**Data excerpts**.
★ ★ ★
use super::{Capabilities, ControlFlags, TimelineAnchor};

/// Derive playback capabilities from a session's control flags.
///
/// Seeking additionally needs a timeline with a known end. Missing flags or
/// a missing timeline yield the corresponding capabilities as `false`.
pub fn resolve(controls: Option<ControlFlags>, timeline: Option<&TimelineAnchor>) -> Capabilities {
    let Some(controls) = controls else {
        return Capabilities::default();
    };

    let can_play_pause = controls.intersects(ControlFlags::PLAY | ControlFlags::PAUSE);
    let can_go_next = controls.contains(ControlFlags::NEXT);
    let can_go_previous = controls.contains(ControlFlags::PREVIOUS);
    let can_seek = controls.contains(ControlFlags::SEEK)
        && timeline.is_some_and(TimelineAnchor::has_duration);

    Capabilities {
        can_control: can_play_pause || can_go_next || can_go_previous || can_seek,
        can_play_pause,
        can_go_next,
        can_go_previous,
        can_seek,
    }
}
use std::{
    env,
    io::{Error, ErrorKind},
    path::PathBuf,
};

const APP_DIR: &str = "nowplaying";

/// Utility struct for managing configuration file paths
///
/// Provides methods to locate configuration directories and files following
/// the XDG Base Directory specification
pub struct ConfigPaths;

impl ConfigPaths {
    /// Returns the configuration directory path for the application
    ///
    /// Follows the XDG Base Directory specification:
    /// - First checks `XDG_CONFIG_HOME`
    /// - Falls back to `$HOME/.config`
    /// - Appends "nowplaying" to the base config directory
    ///
    /// # Errors
    /// Returns an error if neither `XDG_CONFIG_HOME` nor `HOME` (or
    /// `USERPROFILE` on Windows) environment variables are set
    pub fn config_dir() -> Result<PathBuf, Error> {
        let config_home = env::var("XDG_CONFIG_HOME")
            .or_else(|_| Self::home().map(|home| format!("{home}/.config")))
            .map_err(|_| {
                Error::new(
                    ErrorKind::NotFound,
                    "Neither XDG_CONFIG_HOME nor HOME environment variable found",
                )
            })?;

        Ok(PathBuf::from(config_home).join(APP_DIR))
    }

    /// Returns the application data directory path
    ///
    /// Creates the directory if it doesn't exist.
    ///
    /// # Errors
    /// Returns an error if HOME environment variable is not set or directory cannot be created
    pub fn app_data_dir() -> Result<PathBuf, Error> {
        let data_dir = Self::home()
            .map(|home| format!("{home}/.{APP_DIR}"))
            .map_err(|_| Error::new(ErrorKind::NotFound, "HOME environment variable not found"))?;

        let app_dir = PathBuf::from(data_dir);

        if !app_dir.exists() {
            std::fs::create_dir_all(&app_dir)?;
        }

        Ok(app_dir)
    }

    /// Get the application log directory
    ///
    /// Creates the directory if it doesn't exist.
    ///
    /// # Errors
    /// Returns error if directory cannot be created
    pub fn log_dir() -> Result<PathBuf, Error> {
        let log_dir = Self::app_data_dir()?.join("logs");

        if !log_dir.exists() {
            std::fs::create_dir_all(&log_dir)?;
        }

        Ok(log_dir)
    }

    /// Returns the path to the main configuration file
    ///
    /// # Errors
    /// Returns an error if the configuration directory cannot be determined
    pub fn main_config() -> Result<PathBuf, Error> {
        Ok(Self::config_dir()?.join("config.toml"))
    }

    fn home() -> Result<String, env::VarError> {
        env::var("HOME").or_else(|_| env::var("USERPROFILE"))
    }
}
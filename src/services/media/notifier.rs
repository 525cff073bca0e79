use std::{
    fmt,
    sync::{Arc, PoisonError, RwLock},
};

use tokio::sync::watch;
use tracing::trace;

/// Consumer callback fired on every tracked change
pub type NotifyCallback = Arc<dyn Fn() + Send + Sync>;

/// Single-slot change notification.
///
/// Holds at most one callback. Replacing it drops the previous one and fires
/// the new one right away so the consumer can read the initial state. Each
/// firing also bumps a generation counter that async consumers can await.
pub struct EventNotifier {
    callback: RwLock<Option<NotifyCallback>>,
    generation: watch::Sender<u64>,
}

impl EventNotifier {
    pub(crate) fn new() -> Self {
        let (generation, _) = watch::channel(0);
        Self {
            callback: RwLock::new(None),
            generation,
        }
    }

    /// Replace the callback and fire it once
    pub fn set(&self, callback: NotifyCallback) {
        *self
            .callback
            .write()
            .unwrap_or_else(PoisonError::into_inner) = Some(Arc::clone(&callback));
        callback();
    }

    /// Remove the callback
    pub fn clear(&self) {
        *self
            .callback
            .write()
            .unwrap_or_else(PoisonError::into_inner) = None;
    }

    /// Whether a callback is installed
    pub fn is_set(&self) -> bool {
        self.callback
            .read()
            .unwrap_or_else(PoisonError::into_inner)
            .is_some()
    }

    /// Notify the consumer of a change
    pub fn fire(&self) {
        self.generation.send_modify(|generation| *generation += 1);

        let callback = self
            .callback
            .read()
            .unwrap_or_else(PoisonError::into_inner)
            .clone();

        trace!(has_callback = callback.is_some(), "Firing change notification");
        if let Some(callback) = callback {
            callback();
        }
    }

    /// Receiver that observes every firing
    pub fn subscribe(&self) -> watch::Receiver<u64> {
        self.generation.subscribe()
    }
}

impl fmt::Debug for EventNotifier {
    fn fmt(&self, f: &mut fmt::Formatter<'_>) -> fmt::Result {
        f.debug_struct("EventNotifier")
            .field("is_set", &self.is_set())
            .field("generation", &*self.generation.borrow())
            .finish()
    }
}
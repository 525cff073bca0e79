//! nowplaying - OS media session tracking.
//!
//! Follows the media sessions the operating system exposes (the Global
//! System Media Transport Controls on Windows, MPRIS players on Linux),
//! elects one of them as the active session and hands out normalized
//! snapshots of it together with playback controls.
//!
//! # Quick Start
//!
//! ```rust,no_run
//! use nowplaying::{config::Config, services::MediaService};
//!
//! # async fn run() -> nowplaying::Result<()> {
//! let config = Config::load()?;
//! let service = MediaService::start_native(config.media).await?;
//!
//! service.set_notify_callback(|| println!("media changed"));
//! if let Some(update) = service.get_update().await {
//!     println!("{} is {}", update.app_name, update.status);
//! }
//! # Ok(())
//! # }
//! ```

/// Configuration schema definitions and loading.
pub mod config;

/// Core error types and result aliases.
pub mod core;

/// Media session services.
pub mod services;

/// Tracing subscriber setup.
pub mod tracing_config;

/// Re-exported core types for convenience.
pub use crate::core::{NowPlayingError, Result};
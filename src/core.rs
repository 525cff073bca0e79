use std::{
    fmt, io,
    path::{Path, PathBuf},
    result,
};

use thiserror::Error;

use crate::services::media::MediaError;

/// Error types for the nowplaying crate.
///
/// Covers configuration loading and I/O at the crate boundary. Failures of
/// the media service itself are wrapped from [`MediaError`].
#[derive(Error, Debug)]
pub enum NowPlayingError {
    /// Configuration field missing or invalid
    #[error("invalid config field '{field}' in {component}: {reason}")]
    InvalidConfigField {
        /// The field that is invalid
        field: String,
        /// Component containing the field
        component: String,
        /// Reason why the field is invalid
        reason: String,
    },

    /// I/O operation error
    #[error("I/O error on '{path}': {details}")]
    IoError {
        /// Path where I/O error occurred
        path: PathBuf,
        /// I/O error details
        details: String,
    },

    /// Standard I/O operation error (for compatibility)
    #[error("IO error: {0}")]
    Io(#[from] io::Error),

    /// TOML parsing error with location context
    #[error("failed to parse TOML at '{location}': {details}")]
    TomlParseError {
        /// Location of TOML being parsed (file path or "string")
        location: String,
        /// Parse error details
        details: String,
    },

    /// Media service error
    #[error(transparent)]
    Media(#[from] MediaError),
}

/// A specialized `Result` type for nowplaying operations.
pub type Result<T> = result::Result<T, NowPlayingError>;

impl NowPlayingError {
    /// Creates a TOML parsing error with optional file path context.
    ///
    /// # Arguments
    ///
    /// * `error` - The underlying parsing error
    /// * `path` - Optional path to the file that failed to parse
    pub fn toml_parse(error: impl fmt::Display, path: Option<&Path>) -> Self {
        let location = match path {
            Some(p) => {
                let clean_path = p.canonicalize().unwrap_or_else(|_| p.to_path_buf());
                clean_path.to_string_lossy().to_string()
            }
            None => "string".to_string(),
        };

        NowPlayingError::TomlParseError {
            location,
            details: error.to_string(),
        }
    }

    /// Creates an I/O error with file path context.
    pub fn io(error: impl fmt::Display, path: &Path) -> Self {
        NowPlayingError::IoError {
            path: path.to_path_buf(),
            details: error.to_string(),
        }
    }
}
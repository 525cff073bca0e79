use std::time::Duration;

use schemars::JsonSchema;
use serde::{Deserialize, Serialize};

/// Default bound on opening and reading a session thumbnail.
pub const DEFAULT_THUMBNAIL_TIMEOUT_MS: u64 = 5_000;

/// Media service configuration
#[derive(Debug, Clone, Serialize, Deserialize, JsonSchema, PartialEq)]
#[serde(default)]
pub struct MediaConfig {
    /// App id patterns to ignore during session enumeration.
    ///
    /// A session is skipped when its app id contains any of the patterns,
    /// so `"spotify"` also matches `com.spotify.Client`. Use the full app id
    /// to ignore exactly one application.
    pub ignored_apps: Vec<String>,

    /// Upper bound, in milliseconds, for opening and reading a thumbnail.
    pub thumbnail_timeout_ms: u64,

    /// Whether track ids are emitted as an MD5 digest instead of the raw
    /// joined text fields.
    pub hash_track_ids: bool,
}

impl MediaConfig {
    /// Thumbnail timeout as a [`Duration`].
    pub fn thumbnail_timeout(&self) -> Duration {
        Duration::from_millis(self.thumbnail_timeout_ms)
    }

    /// Whether an app id matches one of the ignored patterns.
    pub fn is_ignored(&self, app_id: &str) -> bool {
        self.ignored_apps
            .iter()
            .any(|pattern| !pattern.is_empty() && app_id.contains(pattern.as_str()))
    }
}

impl Default for MediaConfig {
    fn default() -> Self {
        Self {
            ignored_apps: Vec::new(),
            thumbnail_timeout_ms: DEFAULT_THUMBNAIL_TIMEOUT_MS,
            hash_track_ids: true,
        }
    }
}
★ ★ ★
**WHAT TO DO**.
Only the lines from the beginning of the data above through the line containing "const APP_DIR: &str" should be repeated, exactly as they appear.

**YOUR SOLUTION**.
use super::{Capabilities, ControlFlags, TimelineAnchor};

/// Derive playback capabilities from a session's control flags.
///
/// Seeking additionally needs a timeline with a known end. Missing flags or
/// a missing timeline yield the corresponding capabilities as `false`.
pub fn resolve(controls: Option<ControlFlags>, timeline: Option<&TimelineAnchor>) -> Capabilities {
    let Some(controls) = controls else {
        return Capabilities::default();
    };

    let can_play_pause = controls.intersects(ControlFlags::PLAY | ControlFlags::PAUSE);
    let can_go_next = controls.contains(ControlFlags::NEXT);
    let can_go_previous = controls.contains(ControlFlags::PREVIOUS);
    let can_seek = controls.contains(ControlFlags::SEEK)
        && timeline.is_some_and(TimelineAnchor::has_duration);

    Capabilities {
        can_control: can_play_pause || can_go_next || can_go_previous || can_seek,
        can_play_pause,
        can_go_next,
        can_go_previous,
        can_seek,
    }
}
use std::{
    env,
    io::{Error, ErrorKind},
    path::PathBuf,
};

const APP_DIR: &str = "nowplaying";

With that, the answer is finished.